While USA swimming is not perfect, there are many great clubs that work to grow the sport and diversify it's membership. On my club, we have an outreach program (6 swimmers on full scholarship), a swim school, Middle school and High school stay in shape groups as well as an elite program!! All these measures are encouraged by USA swimming and the dues are different for each of these groups.

A proactive/concerned Coach

Tony Austin said...

The second half of USA Swimming's Mission Statement is to grow the sport.

Tell me exactly how your premise will grow the sport and create champions?

Validating those swimmers that are faster, better, have more time to practice creates a sport where only the best can participate. Hence, the sport becomes a strange place that is for "heroes only" rather than for kids at large. Consequently that strategy will create less fans, more bitterness as witnessed here, and less support for programs. (Actually, that is what we are seeing. No wonder the inner city doesn't participate.)
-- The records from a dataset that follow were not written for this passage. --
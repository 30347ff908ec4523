//! Fibonacci retracement levels over a whole price range.

use fibo_core::CandleSeries;
use rust_decimal::Decimal;
use serde::Serialize;

/// One of the seven standard retracement ratios.
#[derive(Clone, Copy, Debug, PartialEq, Eq, Hash, PartialOrd, Ord, Serialize)]
pub enum FibRatio {
    /// 0%, the range high.
    Zero,
    /// 23.6%.
    R236,
    /// 38.2%.
    R382,
    /// 50%.
    R500,
    /// 61.8%.
    R618,
    /// 78.6%.
    R786,
    /// 100%, the range low.
    Full,
}

impl FibRatio {
    /// All ratios in ascending order.
    pub const ALL: [FibRatio; 7] = [
        FibRatio::Zero,
        FibRatio::R236,
        FibRatio::R382,
        FibRatio::R500,
        FibRatio::R618,
        FibRatio::R786,
        FibRatio::Full,
    ];

    /// Fraction of the range measured down from the high.
    pub fn ratio(self) -> Decimal {
        match self {
            FibRatio::Zero => Decimal::ZERO,
            FibRatio::R236 => Decimal::new(236, 3),
            FibRatio::R382 => Decimal::new(382, 3),
            FibRatio::R500 => Decimal::new(5, 1),
            FibRatio::R618 => Decimal::new(618, 3),
            FibRatio::R786 => Decimal::new(786, 3),
            FibRatio::Full => Decimal::ONE,
        }
    }

    /// Percentage label, e.g. `"61.8%"`.
    pub fn label(self) -> &'static str {
        match self {
            FibRatio::Zero => "0%",
            FibRatio::R236 => "23.6%",
            FibRatio::R382 => "38.2%",
            FibRatio::R500 => "50%",
            FibRatio::R618 => "61.8%",
            FibRatio::R786 => "78.6%",
            FibRatio::Full => "100%",
        }
    }

    /// Whether the level coincides with the range high or low.
    ///
    /// Charts draw these two lines without an annotation.
    pub fn is_extreme(self) -> bool {
        matches!(self, FibRatio::Zero | FibRatio::Full)
    }
}

/// A retracement ratio paired with its price.
#[derive(Clone, Copy, Debug, PartialEq, Eq, Serialize)]
pub struct FibLevel {
    /// Ratio of the level.
    pub ratio: FibRatio,
    /// Horizontal price of the level.
    pub price: Decimal,
}

/// Static retracement levels spanning the global high/low of a series.
#[derive(Clone, Debug, PartialEq, Eq, Serialize)]
pub struct FibonacciLevels {
    high: Decimal,
    low: Decimal,
    levels: [FibLevel; 7],
}

impl FibonacciLevels {
    /// Builds levels from an explicit range: `level(r) = high - r * (high - low)`.
    pub fn from_range(high: Decimal, low: Decimal) -> Self {
        let diff = high - low;
        let levels = FibRatio::ALL.map(|ratio| FibLevel {
            ratio,
            price: high - ratio.ratio() * diff,
        });
        Self { high, low, levels }
    }

    /// Builds levels from the maximum `high` and minimum `low` of `series`.
    pub fn from_series(series: &CandleSeries) -> Self {
        Self::from_range(series.max_high(), series.min_low())
    }

    /// Range high used to derive the levels.
    pub fn high(&self) -> Decimal {
        self.high
    }

    /// Range low used to derive the levels.
    pub fn low(&self) -> Decimal {
        self.low
    }

    /// Price of the requested level.
    pub fn level(&self, ratio: FibRatio) -> Decimal {
        self.levels[ratio as usize].price
    }

    /// Levels in ascending ratio order (descending price).
    pub fn iter(&self) -> impl Iterator<Item = &FibLevel> {
        self.levels.iter()
    }
}
//! Moving Average Convergence Divergence indicator implementation.

use rust_decimal::Decimal;
use serde::Serialize;

use crate::core::{Indicator, IndicatorError, Input};
use crate::indicators::ema::Ema;

/// MACD output (line, signal line, and histogram).
#[derive(Clone, Copy, Debug, PartialEq, Serialize)]
pub struct MacdOutput {
    /// MACD line value (fast EMA minus slow EMA).
    pub macd: Decimal,
    /// Signal line value (EMA of the MACD line).
    pub signal: Decimal,
    /// Histogram representing the distance between MACD and signal lines.
    pub histogram: Decimal,
}

/// Moving Average Convergence Divergence indicator.
///
/// Every component is an [`Ema`] seeded with its first observation, so an
/// output is available from the first input onward.
#[derive(Debug, Clone)]
pub struct Macd<I = Decimal> {
    fast: Ema<I>,
    slow: Ema<I>,
    signal: Ema,
}

impl<I> Macd<I>
where
    I: Input + Copy,
{
    /// Create a MACD indicator with custom fast/slow/signal spans.
    pub fn new(
        fast_period: usize,
        slow_period: usize,
        signal_period: usize,
    ) -> Result<Self, IndicatorError> {
        if fast_period == 0 {
            return Err(IndicatorError::invalid_period("MACD", fast_period));
        }
        if slow_period == 0 {
            return Err(IndicatorError::invalid_period("MACD", slow_period));
        }
        if signal_period == 0 {
            return Err(IndicatorError::invalid_period("MACD", signal_period));
        }
        Ok(Self {
            fast: Ema::new(fast_period)?,
            slow: Ema::new(slow_period)?,
            signal: Ema::new(signal_period)?,
        })
    }
}

impl<I> Indicator for Macd<I>
where
    I: Input + Copy,
{
    type Input = I;
    type Output = MacdOutput;

    fn next(&mut self, input: Self::Input) -> Option<Self::Output> {
        let fast = self.fast.next(input)?;
        let slow = self.slow.next(input)?;
        let macd = fast - slow;
        let signal = self.signal.next(macd)?;
        Some(MacdOutput {
            macd,
            signal,
            histogram: macd - signal,
        })
    }

    fn reset(&mut self) {
        self.fast.reset();
        self.slow.reset();
        self.signal.reset();
    }
}
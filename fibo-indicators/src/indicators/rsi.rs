//! Relative Strength Index (RSI).

use std::collections::VecDeque;
use std::marker::PhantomData;

use rust_decimal::Decimal;

use crate::core::{decimal_from_usize, ensure_period, Indicator, IndicatorError, Input};

/// Computes the RSI oscillator from simple rolling means of gains and losses.
///
/// The first output is produced once `period` price changes have been
/// observed, i.e. on the `period + 1`-th input. When the average loss over
/// the window is zero the RSI saturates to exactly 100, including a flat
/// window with no gains either. A window with losses but no gains yields 0.
#[derive(Debug, Clone)]
pub struct Rsi<I = Decimal> {
    period: usize,
    divisor: Decimal,
    prev_value: Option<Decimal>,
    gains: VecDeque<Decimal>,
    losses: VecDeque<Decimal>,
    gain_sum: Decimal,
    loss_sum: Decimal,
    marker: PhantomData<I>,
}

impl<I> Rsi<I>
where
    I: Input,
{
    /// Creates a new RSI with the provided period.
    pub fn new(period: usize) -> Result<Self, IndicatorError> {
        ensure_period("RSI", period)?;

        Ok(Self {
            period,
            divisor: decimal_from_usize(period),
            prev_value: None,
            gains: VecDeque::with_capacity(period),
            losses: VecDeque::with_capacity(period),
            gain_sum: Decimal::ZERO,
            loss_sum: Decimal::ZERO,
            marker: PhantomData,
        })
    }

    /// Returns the configured lookback period.
    pub fn period(&self) -> usize {
        self.period
    }

    fn compute_rsi(avg_gain: Decimal, avg_loss: Decimal) -> Decimal {
        if avg_loss.is_zero() {
            Decimal::ONE_HUNDRED
        } else if avg_gain.is_zero() {
            Decimal::ZERO
        } else {
            // 100 - 100 / (1 + gain / loss), without the unbounded ratio.
            Decimal::ONE_HUNDRED * avg_gain / (avg_gain + avg_loss)
        }
    }
}

impl<I> Indicator for Rsi<I>
where
    I: Input,
{
    type Input = I;
    type Output = Decimal;

    fn next(&mut self, input: Self::Input) -> Option<Self::Output> {
        let value = input.value();

        let prev = self.prev_value.replace(value)?;

        let change = value - prev;
        let gain = change.max(Decimal::ZERO);
        let loss = (-change).max(Decimal::ZERO);

        self.gains.push_back(gain);
        self.losses.push_back(loss);
        self.gain_sum += gain;
        self.loss_sum += loss;

        if self.gains.len() > self.period {
            if let Some(oldest) = self.gains.pop_front() {
                self.gain_sum -= oldest;
            }
            if let Some(oldest) = self.losses.pop_front() {
                self.loss_sum -= oldest;
            }
        }

        if self.gains.len() < self.period {
            return None;
        }

        let avg_gain = self.gain_sum / self.divisor;
        let avg_loss = self.loss_sum / self.divisor;
        Some(Self::compute_rsi(avg_gain, avg_loss))
    }

    fn reset(&mut self) {
        self.prev_value = None;
        self.gains.clear();
        self.losses.clear();
        self.gain_sum = Decimal::ZERO;
        self.loss_sum = Decimal::ZERO;
    }
}
//! Invariants that must hold for every candle series.

use fibo_core::CandleSeries;
use fibo_indicators::batch;
use fibo_indicators::indicators::FibRatio;
use fibo_indicators::series::first_defined;
use fibo_test_utils::{
    candles_from_closes, constant_closes, falling_closes, rising_closes, series_from_closes,
};
use proptest::prelude::*;
use rust_decimal::Decimal;
use rust_decimal_macros::dec;

fn closes_strategy(min_len: usize, max_len: usize) -> impl Strategy<Value = Vec<Decimal>> {
    prop::collection::vec(100i64..100_000, min_len..=max_len)
        .prop_map(|cents| cents.into_iter().map(|c| Decimal::new(c, 2)).collect())
}

proptest! {
    #[test]
    fn every_series_matches_input_length(
        closes in closes_strategy(1, 80),
        window in 1usize..40,
        period in 1usize..30,
    ) {
        let series = series_from_closes(&closes);
        let n = series.len();

        let bands = batch::bollinger_bands(&series, window, dec!(2)).unwrap();
        prop_assert_eq!(bands.middle.len(), n);
        prop_assert_eq!(bands.upper.len(), n);
        prop_assert_eq!(bands.lower.len(), n);
        prop_assert_eq!(batch::sma(&series, window).unwrap().len(), n);
        prop_assert_eq!(batch::rsi(&series, period).unwrap().len(), n);

        let macd = batch::macd(&series, 12, 26, 9).unwrap();
        prop_assert_eq!(macd.macd.len(), n);
        prop_assert_eq!(macd.signal.len(), n);
        prop_assert_eq!(macd.histogram.len(), n);
    }

    #[test]
    fn warm_up_boundaries_follow_windows(
        closes in closes_strategy(1, 80),
        window in 1usize..40,
    ) {
        let series = series_from_closes(&closes);
        let sma = batch::sma(&series, window).unwrap();
        let rsi = batch::rsi(&series, window).unwrap();

        let expected_sma = (closes.len() >= window).then_some(window - 1);
        let expected_rsi = (closes.len() > window).then_some(window);
        prop_assert_eq!(first_defined(&sma), expected_sma);
        prop_assert_eq!(first_defined(&rsi), expected_rsi);
        if let Some(start) = expected_sma {
            prop_assert!(sma[start..].iter().all(Option::is_some));
        }
    }

    #[test]
    fn rsi_stays_within_bounds(closes in closes_strategy(2, 80), period in 1usize..20) {
        let series = series_from_closes(&closes);
        for value in batch::rsi(&series, period).unwrap().into_iter().flatten() {
            prop_assert!(value >= Decimal::ZERO && value <= Decimal::ONE_HUNDRED);
        }
    }

    #[test]
    fn bands_bracket_the_mean(closes in closes_strategy(1, 60), window in 1usize..30) {
        let series = series_from_closes(&closes);
        let bands = batch::bollinger_bands(&series, window, dec!(2)).unwrap();
        for idx in 0..series.len() {
            if let (Some(upper), Some(middle), Some(lower)) =
                (bands.upper[idx], bands.middle[idx], bands.lower[idx])
            {
                prop_assert!(lower <= middle && middle <= upper);
            }
        }
    }

    #[test]
    fn fibonacci_levels_span_the_range(closes in closes_strategy(1, 60)) {
        let series = series_from_closes(&closes);
        let levels = batch::fibonacci_levels(&series);
        prop_assert_eq!(levels.level(FibRatio::Zero), series.max_high());
        prop_assert_eq!(levels.level(FibRatio::Full), series.min_low());
        let prices: Vec<_> = levels.iter().map(|level| level.price).collect();
        prop_assert!(prices.windows(2).all(|pair| pair[0] >= pair[1]));
    }

    #[test]
    fn recomputation_is_identical(closes in closes_strategy(1, 60)) {
        let series = series_from_closes(&closes);
        prop_assert_eq!(
            batch::bollinger_bands(&series, 20, dec!(2)).unwrap(),
            batch::bollinger_bands(&series, 20, dec!(2)).unwrap()
        );
        prop_assert_eq!(batch::macd(&series, 12, 26, 9).unwrap(), batch::macd(&series, 12, 26, 9).unwrap());
        prop_assert_eq!(batch::rsi(&series, 14).unwrap(), batch::rsi(&series, 14).unwrap());
    }
}

#[test]
fn constant_series_collapses_every_indicator() {
    let series = series_from_closes(&constant_closes(dec!(250.5), 40));

    let bands = batch::bollinger_bands(&series, 20, dec!(2)).unwrap();
    for idx in 19..40 {
        assert_eq!(bands.upper[idx], Some(dec!(250.5)));
        assert_eq!(bands.middle[idx], Some(dec!(250.5)));
        assert_eq!(bands.lower[idx], Some(dec!(250.5)));
    }

    let rsi = batch::rsi(&series, 14).unwrap();
    assert!(rsi[..14].iter().all(Option::is_none));
    assert!(rsi[14..].iter().all(|value| *value == Some(dec!(100))));

    let macd = batch::macd(&series, 12, 26, 9).unwrap();
    assert!(macd.histogram.iter().all(Decimal::is_zero));
    assert!(macd.macd.iter().all(Decimal::is_zero));
}

#[test]
fn rising_series_saturates_rsi_high() {
    let series = series_from_closes(&rising_closes(50, 40));
    let rsi = batch::rsi(&series, 14).unwrap();
    assert!(rsi[14..].iter().all(|value| *value == Some(dec!(100))));
}

#[test]
fn falling_series_floors_rsi() {
    let series = series_from_closes(&falling_closes(200, 40));
    let rsi = batch::rsi(&series, 14).unwrap();
    assert!(rsi[14..].iter().all(|value| *value == Some(Decimal::ZERO)));
}

#[test]
fn sma_longer_than_series_is_undefined() {
    let series = series_from_closes(&rising_closes(1, 150));
    let sma_200 = batch::sma(&series, 200).unwrap();
    assert_eq!(sma_200.len(), 150);
    assert!(sma_200.iter().all(Option::is_none));

    let sma_90 = batch::sma(&series, 90).unwrap();
    assert_eq!(first_defined(&sma_90), Some(89));
}

#[test]
fn bollinger_reference_example() {
    let series = series_from_closes(&rising_closes(10, 20));
    let bands = batch::bollinger_bands(&series, 20, dec!(2)).unwrap();
    assert_eq!(first_defined(&bands.middle), Some(19));
    assert_eq!(bands.middle[19], Some(dec!(19.5)));

    // Sample variance of 20 consecutive integers is 35, so std = sqrt(35).
    let upper = bands.upper[19].unwrap();
    let expected = dec!(19.5) + dec!(2) * dec!(5.9160797831);
    assert!((upper - expected).abs() < dec!(0.000001), "{upper} != {expected}");
}

#[test]
fn fibonacci_uses_highs_and_lows_not_closes() {
    let mut candles = candles_from_closes(&[dec!(10), dec!(20), dec!(15)]);
    candles[1].high = dec!(30);
    candles[2].low = dec!(2);
    let series = CandleSeries::new(candles).unwrap();
    let levels = batch::fibonacci_levels(&series);
    assert_eq!(levels.high(), dec!(30));
    assert_eq!(levels.low(), dec!(2));
    assert_eq!(levels.level(FibRatio::R500), dec!(16));
}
Those that have more talent or a socioeconomic advantages such as a stay at home mom or pop who have the time to take the swimmer to practices should not be the only kids to get the lion's share of resources. What parent would want their kid part of that?

Anonymous said...

To Proactive/concerned coach,

The small group of 13(within a much larger group)did not pay higher fees or practice the most. They each had at least one sectional cut while other members of their group did not.

You wrote, "Why punish the athletes that put in the most time, bring exposure,etc..."?

Why should any athlete be punished?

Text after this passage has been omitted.